O tema “olhar” pode parecer poético, e até ser, em certos contextos, mas essa capacidade ligada a um dos nossos sentidos – talvez o principal deles, a visão – tem um impacto sobre o dia a dia muito mais importante do que a maior parte das pessoas suspeita. E se impacta o dia a dia de todas as pessoas, vai impactar a empresa.
Estima-se que mais de 80% da informação que um ser humano recebe é visual – e nesse número não está incluído o conteúdo que lemos. Portanto, por mais que sejamos tagarelas e tendamos a acreditar que o que importa mesmo é o que falamos, a quase totalidade da comunicação entre as pessoas acontece de forma não-verbal. Pode parecer assustador a princípio, mas é assim que todos vivem, todos os dias, dentro e fora da empresa, quer saibam ou não (com a evidente exceção das pessoas com deficiência visual).
O não-verbal não é uma crença, nem um monstro: é um fato. O melhor que se pode fazer a respeito é percebê-lo mais claramente e entendê-lo, para poder lidar melhor com ele e incorporá-lo mais conscientemente ao nosso repertório de comunicação individual. Ocorre que nossos ancestrais viviam na natureza selvagem e muitas vezes inóspita, em que ver e agir era fundamental à sobrevivência: para caçar a refeição do dia, fugir de um animal predador ou enfrentar a tribo inimiga, entre outras possibilidades.
Como continuamos pertencendo à espécie dos nossos ancestrais, e o objetivo prioritário de toda espécie é sobreviver e se reproduzir, herdamos deles esse aparato sensorial que a biologia evolutiva desenvolveu para nos manter vivos na selva (ou qualquer outro nome que se queira dar à natureza intocada). Nosso corpo, em certa medida, não sabe que moramos na cidade: o processamento de informações visuais continua sendo muito mais rápido que a compreensão do discurso articulado – que, claro, tem o seu valor.
A comprovação é matemática: as contrações musculares que demonstram em nosso rosto as emoções que estamos sentindo – e as emoções são universais, mesmo que os gatilhos para elas sejam diferentes em cada cultura – são percebidas pelo interlocutor em apenas 1/10 se segundo. Já o tempo necessário para falar algo coerente, por mais curta que seja a palavra e rápido o falante, durará muito mais que isso. Na interação presencial, as intenções e emoções do outro são percebidas muito antes de qualquer palavra, e em grande medida é essa percepção que define as relações.

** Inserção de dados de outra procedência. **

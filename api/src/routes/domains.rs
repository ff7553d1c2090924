//! Read-only domain plugin catalog.

use std::sync::Arc;

use axum::Json;
use axum::extract::{Path, State};
use serde_json::{Value, json};

use contract_model::plugin::{get_domain_plugin, list_domain_plugins};

use crate::core::app_state::AppState;
use crate::error_handler::{ApiError, ApiResult};

pub async fn list_domains(State(_state): State<Arc<AppState>>) -> Json<Value> {
    let domains: Vec<Value> = list_domain_plugins()
        .into_iter()
        .map(|p| {
            json!({
                "domain_id": p.domain_id,
                "name": p.name,
                "description": p.description,
                "supported_subtypes": p.supported_subtypes,
                "checklist_count": p.review_checklist.len(),
            })
        })
        .collect();
    Json(json!({ "domains": domains }))
}

pub async fn get_domain(
    State(_state): State<Arc<AppState>>,
    Path(domain_id): Path<String>,
) -> ApiResult<Json<Value>> {
    let plugin = get_domain_plugin(&domain_id)
        .ok_or_else(|| ApiError::NotFound(format!("domain '{domain_id}' does not exist")))?;
    Ok(Json(json!({
        "domain_id": plugin.domain_id,
        "name": plugin.name,
        "description": plugin.description,
        "supported_subtypes": plugin.supported_subtypes,
        "review_checklist": plugin.review_checklist,
    })))
}

pub async fn get_domain_checklist(
    State(_state): State<Arc<AppState>>,
    Path(domain_id): Path<String>,
) -> ApiResult<Json<Value>> {
    let plugin = get_domain_plugin(&domain_id)
        .ok_or_else(|| ApiError::NotFound(format!("domain '{domain_id}' does not exist")))?;
    Ok(Json(json!({
        "domain_id": domain_id,
        "checklist": plugin.review_checklist,
    })))
}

Como isso se reflete na empresa? Da mesma forma que em qualquer outro contexto social. Quanto menos nós olhamos, menos percebemos o que está realmente acontecendo na interação, menor é a chance de uma colaboração produtiva e maior a de um desentendimento destrutivo. O excesso de exposição a telas trazido pelo mundo digital veio para complicar o quadro. Já é clássico o exemplo da família que almoça à mesma mesa de um restaurante, mas com as pessoas olhando cada uma para tela do próprio smartphone, e não umas para as outras. Por algum tempo, o uso de máscaras – ainda necessário – será outra barreira visual.
Sendo tanto a expressão de emoções no rosto quanto a capacidade para percebê-las próprios à nossa espécie, ao ignorá-las, reduzi-las ou anestesiá-las estamos nos tornando menos humanos. É um efeito grave, que precisa ser equacionado para aumentar nosso bem-estar, nossa qualidade de vida e, talvez, a própria sobrevivência da nossa espécie. Quando especialistas em recursos humanos, psicólogos e consultores de todos os tipos falam da necessidade de desenvolver em equipes e empresas a famosa capacidade de relacionamento interpessoal, podem até não saber (os melhores sabem), mas estão validando a importância do olhar.

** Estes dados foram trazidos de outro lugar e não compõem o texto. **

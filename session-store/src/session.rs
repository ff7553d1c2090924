//! Review-session persistence (`review_sessions` table).

use std::collections::HashMap;
use std::sync::Arc;

use chrono::{DateTime, Utc};
use serde::{Deserialize, Serialize};
use serde_json::{Value, json};
use tokio::sync::Mutex;
use tracing::warn;

use crate::errors::StoreResult;
use crate::pack::{pack_graph_state, unpack_graph_state};
use crate::postgrest::PostgrestClient;

const TABLE: &str = "review_sessions";

/// Session control status.
#[derive(Debug, Clone, Copy, PartialEq, Eq, Serialize, Deserialize)]
#[serde(rename_all = "lowercase")]
pub enum SessionStatus {
    Reviewing,
    Interrupted,
    Completed,
    Failed,
}

impl SessionStatus {
    pub fn is_active(&self) -> bool {
        matches!(self, SessionStatus::Reviewing | SessionStatus::Interrupted)
    }
}

/// One persisted session row.
#[derive(Debug, Clone, Serialize, Deserialize)]
#[serde(default)]
pub struct SessionRow {
    pub task_id: String,
    pub status: SessionStatus,
    pub domain_id: String,
    pub domain_subtype: String,
    pub our_party: String,
    pub language: String,
    pub current_clause_index: i64,
    pub current_clause_id: String,
    pub total_clauses: i64,
    pub is_complete: bool,
    pub is_interrupted: bool,
    pub error: Option<String>,
    /// Packed on write, unpacked on read.
    pub graph_state: Value,
    pub graph_run_id: String,
    pub created_at: Option<DateTime<Utc>>,
    pub updated_at: Option<DateTime<Utc>>,
    pub completed_at: Option<DateTime<Utc>>,
}

impl Default for SessionRow {
    fn default() -> Self {
        Self {
            task_id: String::new(),
            status: SessionStatus::Reviewing,
            domain_id: String::new(),
            domain_subtype: String::new(),
            our_party: String::new(),
            language: String::new(),
            current_clause_index: 0,
            current_clause_id: String::new(),
            total_clauses: 0,
            is_complete: false,
            is_interrupted: false,
            error: None,
            graph_state: json!({}),
            graph_run_id: String::new(),
            created_at: None,
            updated_at: None,
            completed_at: None,
        }
    }
}

/// Task-level metadata saved alongside the graph snapshot.
#[derive(Debug, Clone, Default)]
pub struct SessionMeta {
    pub domain_id: String,
    pub our_party: String,
    pub language: String,
    pub graph_run_id: String,
}

enum Backend {
    Memory(Mutex<HashMap<String, SessionRow>>),
    Postgrest(PostgrestClient),
}

/// CRUD helper around the sessions table. Cheap to share behind an `Arc`.
pub struct SessionStore {
    backend: Backend,
}

fn field_str(snapshot: &Value, key: &str) -> String {
    snapshot.get(key).and_then(Value::as_str).unwrap_or_default().to_string()
}

impl SessionStore {
    pub fn memory() -> Self {
        Self {
            backend: Backend::Memory(Mutex::new(HashMap::new())),
        }
    }

    pub fn postgrest(client: PostgrestClient) -> Self {
        Self {
            backend: Backend::Postgrest(client),
        }
    }

    /// PostgREST when the environment is configured, memory otherwise.
    pub fn from_env() -> Arc<Self> {
        match PostgrestClient::from_env() {
            Some(client) => Arc::new(Self::postgrest(client)),
            None => {
                warn!("review_sessions using in-memory fallback store");
                Arc::new(Self::memory())
            }
        }
    }

    /// Idempotent upsert of a session from a graph-state snapshot. The row's
    /// status is derived from the snapshot unless `status` overrides it.
    pub async fn save_session(
        &self,
        task_id: &str,
        meta: &SessionMeta,
        graph_snapshot: &Value,
        status: Option<SessionStatus>,
    ) -> StoreResult<()> {
        let is_complete = graph_snapshot
            .get("is_complete")
            .and_then(Value::as_bool)
            .unwrap_or(false);
        let is_interrupted = graph_snapshot
            .get("pending_diffs")
            .and_then(Value::as_array)
            .map(|a| !a.is_empty())
            .unwrap_or(false);
        let derived = if is_complete {
            SessionStatus::Completed
        } else if is_interrupted {
            SessionStatus::Interrupted
        } else {
            SessionStatus::Reviewing
        };
        let status = status.unwrap_or(derived);

        let now = Utc::now();
        let row = SessionRow {
            task_id: task_id.to_string(),
            status,
            domain_id: if meta.domain_id.is_empty() {
                field_str(graph_snapshot, "domain_id")
            } else {
                meta.domain_id.clone()
            },
            domain_subtype: field_str(graph_snapshot, "domain_subtype"),
            our_party: if meta.our_party.is_empty() {
                field_str(graph_snapshot, "our_party")
            } else {
                meta.our_party.clone()
            },
            language: if meta.language.is_empty() {
                field_str(graph_snapshot, "language")
            } else {
                meta.language.clone()
            },
            current_clause_index: graph_snapshot
                .get("current_clause_index")
                .and_then(Value::as_i64)
                .unwrap_or(0),
            current_clause_id: field_str(graph_snapshot, "current_clause_id"),
            total_clauses: graph_snapshot
                .get("review_checklist")
                .and_then(Value::as_array)
                .map(|a| a.len() as i64)
                .unwrap_or(0),
            is_complete,
            is_interrupted,
            error: graph_snapshot
                .get("error")
                .and_then(Value::as_str)
                .map(str::to_string),
            graph_state: pack_graph_state(graph_snapshot),
            graph_run_id: meta.graph_run_id.clone(),
            created_at: None,
            updated_at: Some(now),
            completed_at: (status == SessionStatus::Completed).then_some(now),
        };

        match &self.backend {
            Backend::Memory(map) => {
                let mut map = map.lock().await;
                let entry = map.entry(task_id.to_string()).or_insert_with(|| {
                    let mut fresh = row.clone();
                    fresh.created_at = Some(now);
                    fresh
                });
                let created_at = entry.created_at.or(Some(now));
                *entry = row;
                entry.created_at = created_at;
                Ok(())
            }
            Backend::Postgrest(client) => {
                let mut value = serde_json::to_value(&row)?;
                if let Some(obj) = value.as_object_mut() {
                    obj.remove("created_at");
                }
                client.upsert(TABLE, "task_id", &value).await?;
                Ok(())
            }
        }
    }

    /// Loads a session with its graph state unpacked.
    pub async fn load_session(&self, task_id: &str) -> StoreResult<Option<SessionRow>> {
        match &self.backend {
            Backend::Memory(map) => {
                let map = map.lock().await;
                Ok(map.get(task_id).map(|row| {
                    let mut row = row.clone();
                    row.graph_state = unpack_graph_state(&row.graph_state);
                    row
                }))
            }
            Backend::Postgrest(client) => {
                let rows = client.select_eq(TABLE, "task_id", task_id, None).await?;
                let Some(raw) = rows.into_iter().next() else {
                    return Ok(None);
                };
                let mut row: SessionRow = serde_json::from_value(raw)?;
                row.graph_state = unpack_graph_state(&row.graph_state);
                Ok(Some(row))
            }
        }
    }

    pub async fn update_status(
        &self,
        task_id: &str,
        status: SessionStatus,
        error: Option<&str>,
    ) -> StoreResult<()> {
        let now = Utc::now();
        match &self.backend {
            Backend::Memory(map) => {
                let mut map = map.lock().await;
                let entry = map.entry(task_id.to_string()).or_insert_with(|| SessionRow {
                    task_id: task_id.to_string(),
                    created_at: Some(now),
                    ..Default::default()
                });
                entry.status = status;
                entry.updated_at = Some(now);
                if status == SessionStatus::Completed {
                    entry.is_complete = true;
                    entry.is_interrupted = false;
                    entry.completed_at = Some(now);
                }
                if let Some(error) = error {
                    entry.error = Some(truncate_error(error));
                }
                Ok(())
            }
            Backend::Postgrest(client) => {
                let mut patch = json!({
                    "status": status,
                    "updated_at": now,
                });
                if status == SessionStatus::Completed {
                    patch["is_complete"] = json!(true);
                    patch["is_interrupted"] = json!(false);
                    patch["completed_at"] = json!(now);
                }
                if let Some(error) = error {
                    patch["error"] = json!(truncate_error(error));
                }
                client.update_eq(TABLE, "task_id", task_id, &patch).await
            }
        }
    }

    pub async fn mark_completed(&self, task_id: &str) -> StoreResult<()> {
        self.update_status(task_id, SessionStatus::Completed, None).await
    }

    pub async fn mark_failed(&self, task_id: &str, error: &str) -> StoreResult<()> {
        self.update_status(task_id, SessionStatus::Failed, Some(error)).await
    }

    /// Sessions still worth resuming after a restart.
    pub async fn list_active(&self) -> StoreResult<Vec<SessionRow>> {
        match &self.backend {
            Backend::Memory(map) => {
                let map = map.lock().await;
                Ok(map
                    .values()
                    .filter(|row| row.status.is_active())
                    .map(|row| {
                        let mut row = row.clone();
                        row.graph_state = unpack_graph_state(&row.graph_state);
                        row
                    })
                    .collect())
            }
            Backend::Postgrest(client) => {
                let rows = client
                    .select_in(TABLE, "status", &["reviewing", "interrupted"])
                    .await?;
                let mut out = Vec::with_capacity(rows.len());
                for raw in rows {
                    let mut row: SessionRow = serde_json::from_value(raw)?;
                    row.graph_state = unpack_graph_state(&row.graph_state);
                    out.push(row);
                }
                Ok(out)
            }
        }
    }
}

fn truncate_error(error: &str) -> String {
    error.chars().take(2000).collect()
}

#[cfg(test)]
mod tests {
    use super::*;
    use pretty_assertions::assert_eq;

    fn snapshot(pending: usize, complete: bool) -> Value {
        json!({
            "task_id": "t1",
            "current_clause_index": 1,
            "current_clause_id": "14.2",
            "review_checklist": [{"clause_id": "14.1"}, {"clause_id": "14.2"}],
            "pending_diffs": (0..pending).map(|i| json!({"diff_id": format!("d{i}")})).collect::<Vec<_>>(),
            "is_complete": complete,
        })
    }

    #[tokio::test]
    async fn save_derives_status_from_snapshot() {
        let store = SessionStore::memory();
        let meta = SessionMeta::default();
        store.save_session("t1", &meta, &snapshot(0, false), None).await.unwrap();
        assert_eq!(
            store.load_session("t1").await.unwrap().unwrap().status,
            SessionStatus::Reviewing
        );

        store.save_session("t1", &meta, &snapshot(2, false), None).await.unwrap();
        let row = store.load_session("t1").await.unwrap().unwrap();
        assert_eq!(row.status, SessionStatus::Interrupted);
        assert!(row.is_interrupted);
        assert_eq!(row.total_clauses, 2);

        store.save_session("t1", &meta, &snapshot(0, true), None).await.unwrap();
        let row = store.load_session("t1").await.unwrap().unwrap();
        assert_eq!(row.status, SessionStatus::Completed);
        assert!(row.completed_at.is_some());
    }

    #[tokio::test]
    async fn upsert_preserves_created_at() {
        let store = SessionStore::memory();
        let meta = SessionMeta::default();
        store.save_session("t1", &meta, &snapshot(0, false), None).await.unwrap();
        let first = store.load_session("t1").await.unwrap().unwrap().created_at;
        store.save_session("t1", &meta, &snapshot(1, false), None).await.unwrap();
        let second = store.load_session("t1").await.unwrap().unwrap().created_at;
        assert_eq!(first, second);
    }

    #[tokio::test]
    async fn mark_failed_truncates_error_and_lists_inactive() {
        let store = SessionStore::memory();
        let meta = SessionMeta::default();
        store.save_session("t1", &meta, &snapshot(0, false), None).await.unwrap();
        assert_eq!(store.list_active().await.unwrap().len(), 1);

        let long_error = "x".repeat(5000);
        store.mark_failed("t1", &long_error).await.unwrap();
        let row = store.load_session("t1").await.unwrap().unwrap();
        assert_eq!(row.status, SessionStatus::Failed);
        assert_eq!(row.error.unwrap().len(), 2000);
        assert!(store.list_active().await.unwrap().is_empty());
    }
}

O empreendedor que deseja utilizar essa informação valiosa para melhorar a gestão de pessoas em sua empresa pode tentar lançar mão de estratégias que favoreçam a interação presencial dos colaboradores, frente a frente*, sem a interferência de telas digitais e suas infinitas notificações sonoras. Pode ser de forma dirigida, numa dinâmica elaborada por especialistas, mas também de modo mais orgânico e intuitivo – ou seja, simplesmente estimulando o diálogo atento e atencioso entre as pessoas (provável base para muitas iniciativas, válidas, na linha “café com o presidente”).
Tudo indica que, quanto mais os colaboradores se olharem, mais transparente será a relação entre eles (concordâncias e divergências) e mais consistentes as bases para medidas efetivas da liderança. Parece irônico, mas é preciso voltar a olhar atentamente para o outro para se lembrar, bem, que ele – e nós – somos humanos.
* Observadas todas as medidas de segurança contra a Covid-19.